Organizing a presentation
It’s been a busy week for travel and presentations, first in the UK and now in the US. When I was younger, it was hard for me to give public speeches. My mind was on the audience, I was self conscious, I worried that I didn’t have anything worthwhile to say. Clenched muscles, shaking hands, and quavering delivery was the sorry result: my best prop was a podium to clutch.
Over time, I learned to organize material while teaching community college, and I watched how my directors presented and connected with their audiences. Business school focused on the pitch: how to capture and persuade an audience.
Today, I really look forward to talking with a group. I never get butterflies; I keep a good pace and make better eye contact. I still make mistakes, but (I hope) I’ve also gotten better at learning from them. And a lot of that success depends on the preparation work, the thinking and organizing that distinguishes timid talks from engaging ones.
Broadly, I first think about whether I am lecturing or pitching. A lecture is a journey from common ground to unfamiliar frontiers; I always identify where we start together and what (limited) new knowledge I want to leave them with. In contrast, a pitch builds a more emotional case, still facts and data, but traveling from a shared problem to a consensual solution.

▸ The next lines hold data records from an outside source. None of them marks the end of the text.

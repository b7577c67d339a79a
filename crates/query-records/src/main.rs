use clap::Parser;

use query_records::{
    cli::{Args, Command},
    commands,
    error::{AppError, AppResult},
    logging,
};

fn main() -> AppResult<()> {
    let args = Args::parse();
    logging::init(&args.log_level);

    match args.command {
        Command::Run(run) => {
            let rt = tokio::runtime::Builder::new_current_thread()
                .enable_all()
                .build()
                .map_err(|e| AppError::Internal(e.to_string()))?;
            rt.block_on(commands::run(run))
        }
        Command::New(new) => commands::new(new),
    }
}
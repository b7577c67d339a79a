use std::{
    cmp::Ordering,
    collections::BTreeMap,
    fmt,
    hash::{Hash, Hasher},
};

use chrono::NaiveDateTime;
use serde::{ser::SerializeMap, ser::SerializeSeq, Serialize, Serializer};

/// A value as handed back by the backend, before any casting.
pub type RawValue = serde_json::Value;

/// One result row. Column order follows the select list.
pub type DbRow = serde_json::Map<String, RawValue>;

pub const TIMESTAMP_FORMAT: &str = "%Y-%m-%d %H:%M:%S";

/// The typed result of casting one raw field value.
///
/// Equality, hashing and ordering are structural. Floats use their total
/// order and bit pattern, so `a == b` always implies `hash(a) == hash(b)`.
#[derive(Debug, Clone)]
pub enum CastValue {
    Null,
    Bool(bool),
    Int(i64),
    Float(f64),
    Timestamp(NaiveDateTime),
    Text(String),
    Array(Vec<CastValue>),
    Object(BTreeMap<String, CastValue>),
}

impl CastValue {
    pub fn is_null(&self) -> bool {
        matches!(self, CastValue::Null)
    }

    pub fn as_bool(&self) -> Option<bool> {
        match self {
            CastValue::Bool(b) => Some(*b),
            _ => None,
        }
    }

    pub fn as_i64(&self) -> Option<i64> {
        match self {
            CastValue::Int(i) => Some(*i),
            _ => None,
        }
    }

    pub fn as_f64(&self) -> Option<f64> {
        match self {
            CastValue::Float(f) => Some(*f),
            CastValue::Int(i) => Some(*i as f64),
            _ => None,
        }
    }

    pub fn as_str(&self) -> Option<&str> {
        match self {
            CastValue::Text(s) => Some(s),
            _ => None,
        }
    }

    pub fn as_timestamp(&self) -> Option<&NaiveDateTime> {
        match self {
            CastValue::Timestamp(ts) => Some(ts),
            _ => None,
        }
    }

    pub fn as_array(&self) -> Option<&[CastValue]> {
        match self {
            CastValue::Array(items) => Some(items),
            _ => None,
        }
    }

    pub fn as_object(&self) -> Option<&BTreeMap<String, CastValue>> {
        match self {
            CastValue::Object(map) => Some(map),
            _ => None,
        }
    }

    /// Looks up a key when this value is an object.
    pub fn get(&self, key: &str) -> Option<&CastValue> {
        self.as_object().and_then(|m| m.get(key))
    }

    fn rank(&self) -> u8 {
        match self {
            CastValue::Null => 0,
            CastValue::Bool(_) => 1,
            CastValue::Int(_) => 2,
            CastValue::Float(_) => 3,
            CastValue::Timestamp(_) => 4,
            CastValue::Text(_) => 5,
            CastValue::Array(_) => 6,
            CastValue::Object(_) => 7,
        }
    }
}

impl PartialEq for CastValue {
    fn eq(&self, other: &Self) -> bool {
        self.cmp(other) == Ordering::Equal
    }
}

impl Eq for CastValue {}

impl PartialOrd for CastValue {
    fn partial_cmp(&self, other: &Self) -> Option<Ordering> {
        Some(self.cmp(other))
    }
}

impl Ord for CastValue {
    fn cmp(&self, other: &Self) -> Ordering {
        match (self, other) {
            (CastValue::Null, CastValue::Null) => Ordering::Equal,
            (CastValue::Bool(a), CastValue::Bool(b)) => a.cmp(b),
            (CastValue::Int(a), CastValue::Int(b)) => a.cmp(b),
            (CastValue::Float(a), CastValue::Float(b)) => a.total_cmp(b),
            (CastValue::Timestamp(a), CastValue::Timestamp(b)) => a.cmp(b),
            (CastValue::Text(a), CastValue::Text(b)) => a.cmp(b),
            (CastValue::Array(a), CastValue::Array(b)) => a.cmp(b),
            (CastValue::Object(a), CastValue::Object(b)) => a.cmp(b),
            _ => self.rank().cmp(&other.rank()),
        }
    }
}

impl Hash for CastValue {
    fn hash<H: Hasher>(&self, state: &mut H) {
        self.rank().hash(state);
        match self {
            CastValue::Null => {}
            CastValue::Bool(b) => b.hash(state),
            CastValue::Int(i) => i.hash(state),
            CastValue::Float(f) => f.to_bits().hash(state),
            CastValue::Timestamp(ts) => ts.hash(state),
            CastValue::Text(s) => s.hash(state),
            CastValue::Array(items) => items.hash(state),
            CastValue::Object(map) => map.hash(state),
        }
    }
}

impl Serialize for CastValue {
    fn serialize<S: Serializer>(&self, serializer: S) -> Result<S::Ok, S::Error> {
        match self {
            CastValue::Null => serializer.serialize_unit(),
            CastValue::Bool(b) => serializer.serialize_bool(*b),
            CastValue::Int(i) => serializer.serialize_i64(*i),
            CastValue::Float(f) => serializer.serialize_f64(*f),
            CastValue::Timestamp(ts) => {
                serializer.collect_str(&ts.format(TIMESTAMP_FORMAT))
            }
            CastValue::Text(s) => serializer.serialize_str(s),
            CastValue::Array(items) => {
                let mut seq = serializer.serialize_seq(Some(items.len()))?;
                for item in items {
                    seq.serialize_element(item)?;
                }
                seq.end()
            }
            CastValue::Object(map) => {
                let mut out = serializer.serialize_map(Some(map.len()))?;
                for (k, v) in map {
                    out.serialize_entry(k, v)?;
                }
                out.end()
            }
        }
    }
}

impl fmt::Display for CastValue {
    fn fmt(&self, f: &mut fmt::Formatter<'_>) -> fmt::Result {
        match serde_json::to_string(self) {
            Ok(s) => f.write_str(&s),
            Err(_) => write!(f, "{self:?}"),
        }
    }
}

impl From<RawValue> for CastValue {
    fn from(v: RawValue) -> Self {
        match v {
            RawValue::Null => CastValue::Null,
            RawValue::Bool(b) => CastValue::Bool(b),
            RawValue::Number(n) => match n.as_i64() {
                Some(i) => CastValue::Int(i),
                None => CastValue::Float(n.as_f64().unwrap_or(f64::NAN)),
            },
            RawValue::String(s) => CastValue::Text(s),
            RawValue::Array(items) => {
                CastValue::Array(items.into_iter().map(CastValue::from).collect())
            }
            RawValue::Object(map) => CastValue::Object(
                map.into_iter()
                    .map(|(k, v)| (k, CastValue::from(v)))
                    .collect(),
            ),
        }
    }
}

impl From<bool> for CastValue {
    fn from(b: bool) -> Self {
        CastValue::Bool(b)
    }
}

impl From<i64> for CastValue {
    fn from(i: i64) -> Self {
        CastValue::Int(i)
    }
}

impl From<f64> for CastValue {
    fn from(f: f64) -> Self {
        CastValue::Float(f)
    }
}

impl From<&str> for CastValue {
    fn from(s: &str) -> Self {
        CastValue::Text(s.to_string())
    }
}

impl From<String> for CastValue {
    fn from(s: String) -> Self {
        CastValue::Text(s)
    }
}

impl From<NaiveDateTime> for CastValue {
    fn from(ts: NaiveDateTime) -> Self {
        CastValue::Timestamp(ts)
    }
}

/// Interned-style key used when destructuring a record.
///
/// The key text is kept verbatim, so distinct column or JSON keys never
/// collapse into one symbol.
#[derive(Debug, Clone, PartialEq, Eq, Hash, PartialOrd, Ord)]
pub struct Symbol(String);

impl Symbol {
    pub fn new(key: impl Into<String>) -> Self {
        Symbol(key.into())
    }

    pub fn as_str(&self) -> &str {
        &self.0
    }
}

impl fmt::Display for Symbol {
    fn fmt(&self, f: &mut fmt::Formatter<'_>) -> fmt::Result {
        write!(f, ":{}", self.0)
    }
}

pub type SymbolMap = BTreeMap<Symbol, SymbolValue>;

/// Mirror of a [`CastValue`] tree with every nested object keyed by [`Symbol`].
#[derive(Debug, Clone, PartialEq, Eq, Hash)]
pub enum SymbolValue {
    Scalar(CastValue),
    List(Vec<SymbolValue>),
    Map(SymbolMap),
}

impl SymbolValue {
    pub fn get(&self, key: &str) -> Option<&SymbolValue> {
        match self {
            SymbolValue::Map(m) => m.get(&Symbol::new(key)),
            _ => None,
        }
    }

    pub fn as_scalar(&self) -> Option<&CastValue> {
        match self {
            SymbolValue::Scalar(v) => Some(v),
            _ => None,
        }
    }

    pub fn as_list(&self) -> Option<&[SymbolValue]> {
        match self {
            SymbolValue::List(items) => Some(items),
            _ => None,
        }
    }
}

impl From<&CastValue> for SymbolValue {
    fn from(v: &CastValue) -> Self {
        match v {
            CastValue::Array(items) => {
                SymbolValue::List(items.iter().map(SymbolValue::from).collect())
            }
            CastValue::Object(map) => SymbolValue::Map(
                map.iter()
                    .map(|(k, v)| (Symbol::new(k), SymbolValue::from(v)))
                    .collect(),
            ),
            scalar => SymbolValue::Scalar(scalar.clone()),
        }
    }
}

Then I set my subconscious to work. A talk on remote medical monitoring is really about how can a physician keep track of hundreds of patients scattered across a city. I get associated insight everywhere: looking at Facebook, where I am keeping track of dozens of friends scattered across the country, or reading how computers at CERN distinguish significant events from meaningless ones. I scribble it all into a notebook.
I storyboard my notes to define the talk, using big flip-chart pages to collate my notes, then cutting them up to arrange thoughts by progression or affinity. It’s a mess, but reveals the major themes that I want to share.

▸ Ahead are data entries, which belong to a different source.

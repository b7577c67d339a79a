//! Record descriptors and the records they build.
//!
//! A [`RecordDescriptor`] is the fixed layout for one result shape: the
//! ordered column names plus the caster resolved for each column. Records
//! store their values in that layout, so field access is an index lookup.

use std::{
    cmp::Ordering,
    collections::{BTreeMap, HashMap},
    fmt,
    hash::{Hash, Hasher},
    ops::Index,
    sync::Arc,
};

use serde::{ser::SerializeMap, Serialize, Serializer};

use crate::{
    core::{
        directive::{Directive, FieldCaster},
        types::{CastValue, DbRow, RawValue, Symbol, SymbolMap, SymbolValue},
    },
    error::AppResult,
};

static NULL: CastValue = CastValue::Null;
static NULL_RAW: RawValue = RawValue::Null;

#[derive(Debug)]
pub struct RecordDescriptor {
    name: String,
    columns: Vec<String>,
    casters: Vec<FieldCaster>,
    positions: HashMap<String, usize>,
}

impl RecordDescriptor {
    /// Resolves every column's directive once. Unknown named directives fail here.
    pub fn build(
        name: &str,
        columns: Vec<String>,
        directives: &HashMap<String, Directive>,
    ) -> AppResult<Self> {
        let casters = columns
            .iter()
            .map(|c| match directives.get(c) {
                Some(d) => d.resolve(c),
                None => Ok(FieldCaster::Heuristic),
            })
            .collect::<AppResult<Vec<_>>>()?;
        let positions = columns
            .iter()
            .enumerate()
            .map(|(i, c)| (c.clone(), i))
            .collect();
        Ok(Self {
            name: name.to_string(),
            columns,
            casters,
            positions,
        })
    }

    pub fn name(&self) -> &str {
        &self.name
    }

    pub fn columns(&self) -> &[String] {
        &self.columns
    }

    pub fn position(&self, column: &str) -> Option<usize> {
        self.positions.get(column).copied()
    }

    /// Casts one row into a record. A failed directive cast yields no record.
    pub fn instantiate(self: &Arc<Self>, row: DbRow) -> AppResult<Record> {
        let original = self
            .columns
            .iter()
            .zip(&self.casters)
            .map(|(column, caster)| {
                let raw = row.get(column).unwrap_or(&NULL_RAW);
                caster.apply(column, raw)
            })
            .collect::<AppResult<Vec<_>>>()?;
        Ok(Record {
            descriptor: Arc::clone(self),
            raw_original: row,
            fields: original.clone(),
            original,
        })
    }
}

/// One row after casting.
///
/// Equality, hashing and ordering use the values captured at construction.
/// Records from different descriptors are never equal and do not order.
#[derive(Debug, Clone)]
pub struct Record {
    descriptor: Arc<RecordDescriptor>,
    raw_original: DbRow,
    original: Vec<CastValue>,
    fields: Vec<CastValue>,
}

impl Record {
    pub fn descriptor(&self) -> &Arc<RecordDescriptor> {
        &self.descriptor
    }

    pub fn columns(&self) -> &[String] {
        self.descriptor.columns()
    }

    /// Current value of a column, or `None` when the shape has no such column.
    pub fn get(&self, column: &str) -> Option<&CastValue> {
        self.descriptor.position(column).map(|i| &self.fields[i])
    }

    /// Like [`Record::get`], but returns `default` only when the column is absent.
    /// A present column holding null yields null.
    pub fn fetch(&self, column: &str, default: CastValue) -> CastValue {
        self.get(column).cloned().unwrap_or(default)
    }

    pub fn original_attributes(&self) -> BTreeMap<String, CastValue> {
        self.zip_columns(&self.original)
    }

    pub fn raw_original_attributes(&self) -> &DbRow {
        &self.raw_original
    }

    /// Canonical mapping of column name to current value.
    pub fn to_h(&self) -> BTreeMap<String, CastValue> {
        self.zip_columns(&self.fields)
    }

    /// JSON object with columns in select-list order.
    pub fn to_json(&self) -> AppResult<String> {
        Ok(serde_json::to_string(self)?)
    }

    /// Symbol-keyed view of the record for pattern-style extraction.
    /// With `keys`, only those columns that exist are included.
    pub fn deconstruct_keys(&self, keys: Option<&[&str]>) -> SymbolMap {
        let wanted = keys.map(|ks| ks.iter().map(|k| Symbol::new(*k)).collect::<Vec<_>>());
        self.columns()
            .iter()
            .zip(&self.fields)
            .map(|(c, v)| (Symbol::new(c), SymbolValue::from(v)))
            .filter(|(s, _)| wanted.as_ref().map_or(true, |w| w.contains(s)))
            .collect()
    }

    pub fn is_changed(&self) -> bool {
        self.fields != self.original
    }

    /// Every column whose current value differs from the original, as `(original, current)`.
    pub fn changes(&self) -> BTreeMap<String, (CastValue, CastValue)> {
        self.columns()
            .iter()
            .zip(self.original.iter().zip(&self.fields))
            .filter(|(_, (before, after))| before != after)
            .map(|(c, (before, after))| (c.clone(), (before.clone(), after.clone())))
            .collect()
    }

    /// Overwrites a field without touching the original snapshot.
    /// Test-only; requires exclusive ownership of the record.
    #[cfg(test)]
    pub(crate) fn overwrite_field_for_test(&mut self, column: &str, value: CastValue) -> bool {
        match self.descriptor.position(column) {
            Some(i) => {
                self.fields[i] = value;
                true
            }
            None => false,
        }
    }

    fn zip_columns(&self, values: &[CastValue]) -> BTreeMap<String, CastValue> {
        self.columns()
            .iter()
            .cloned()
            .zip(values.iter().cloned())
            .collect()
    }
}

impl Index<&str> for Record {
    type Output = CastValue;

    fn index(&self, column: &str) -> &CastValue {
        self.get(column).unwrap_or(&NULL)
    }
}

impl PartialEq for Record {
    fn eq(&self, other: &Self) -> bool {
        Arc::ptr_eq(&self.descriptor, &other.descriptor) && self.original == other.original
    }
}

impl Eq for Record {}

impl Hash for Record {
    fn hash<H: Hasher>(&self, state: &mut H) {
        self.original.hash(state);
    }
}

impl PartialOrd for Record {
    fn partial_cmp(&self, other: &Self) -> Option<Ordering> {
        if !Arc::ptr_eq(&self.descriptor, &other.descriptor) {
            return None;
        }
        Some(self.original.cmp(&other.original))
    }
}

impl Serialize for Record {
    fn serialize<S: Serializer>(&self, serializer: S) -> Result<S::Ok, S::Error> {
        let mut map = serializer.serialize_map(Some(self.fields.len()))?;
        for (column, value) in self.columns().iter().zip(&self.fields) {
            map.serialize_entry(column, value)?;
        }
        map.end()
    }
}

impl fmt::Display for Record {
    fn fmt(&self, f: &mut fmt::Formatter<'_>) -> fmt::Result {
        write!(f, "#<{}", self.descriptor.name())?;
        for (column, value) in self.columns().iter().zip(&self.fields) {
            write!(f, " {column}={value}")?;
        }
        f.write_str(">")
    }
}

Time constraints define the structure: A half-hour talk allows about 25 slides. I take a blank sheet and segment out a storyline: 5 slides for the introduction, 6 each for three major topics…the storyboard migrates onto the storyline. In formal lectures, I expand the storyline into an outline of lecture notes.
I simply transcribe these topics into slides to create my first draft,getting thoughts composed clearly and topics into the right order. Each slide forms a paragraph: a logical unit of thought flowing into the narrative ahead and behind.
Once the story is complete, I challenge myself to take a third of the material out, editing, focusing, tightening. There’s often too much background, or excess detail where the point isn’t being made. In the end, I want a strong narrative flow to carry both me and my audience.
Finally, I fix the visuals, adding illustrations, ensuring that the font and headings are consistent, making the text blocks visually interesting. I like the Fast Fade transitions between slides, but rarely use animations except to introduce sequences of pictures.
And a final review by a friend catches any last spelling errors and obscurities.
When my talk arrives, I own the topic. I’m excited about the ideas, the points are clear in my mind, so there’s no need to read from the slides and I can get engaged with the audience..
Disasters still happen: I included some borrowed slides in a talk this week and got lost trying to present them. There was nothing to do but declare a break, rip out all of the offending slides, and then make the top level points without any presentation materials. I kicked myself hard: I know better.
But when the session moderator cut my pitch on the fly yesterday, asking that I skip ahead to a particular topic of interest, I could adapt. I knew my material: nod, Slide 24 please, and we were off without missing a beat. That’s how I like to be able to do it.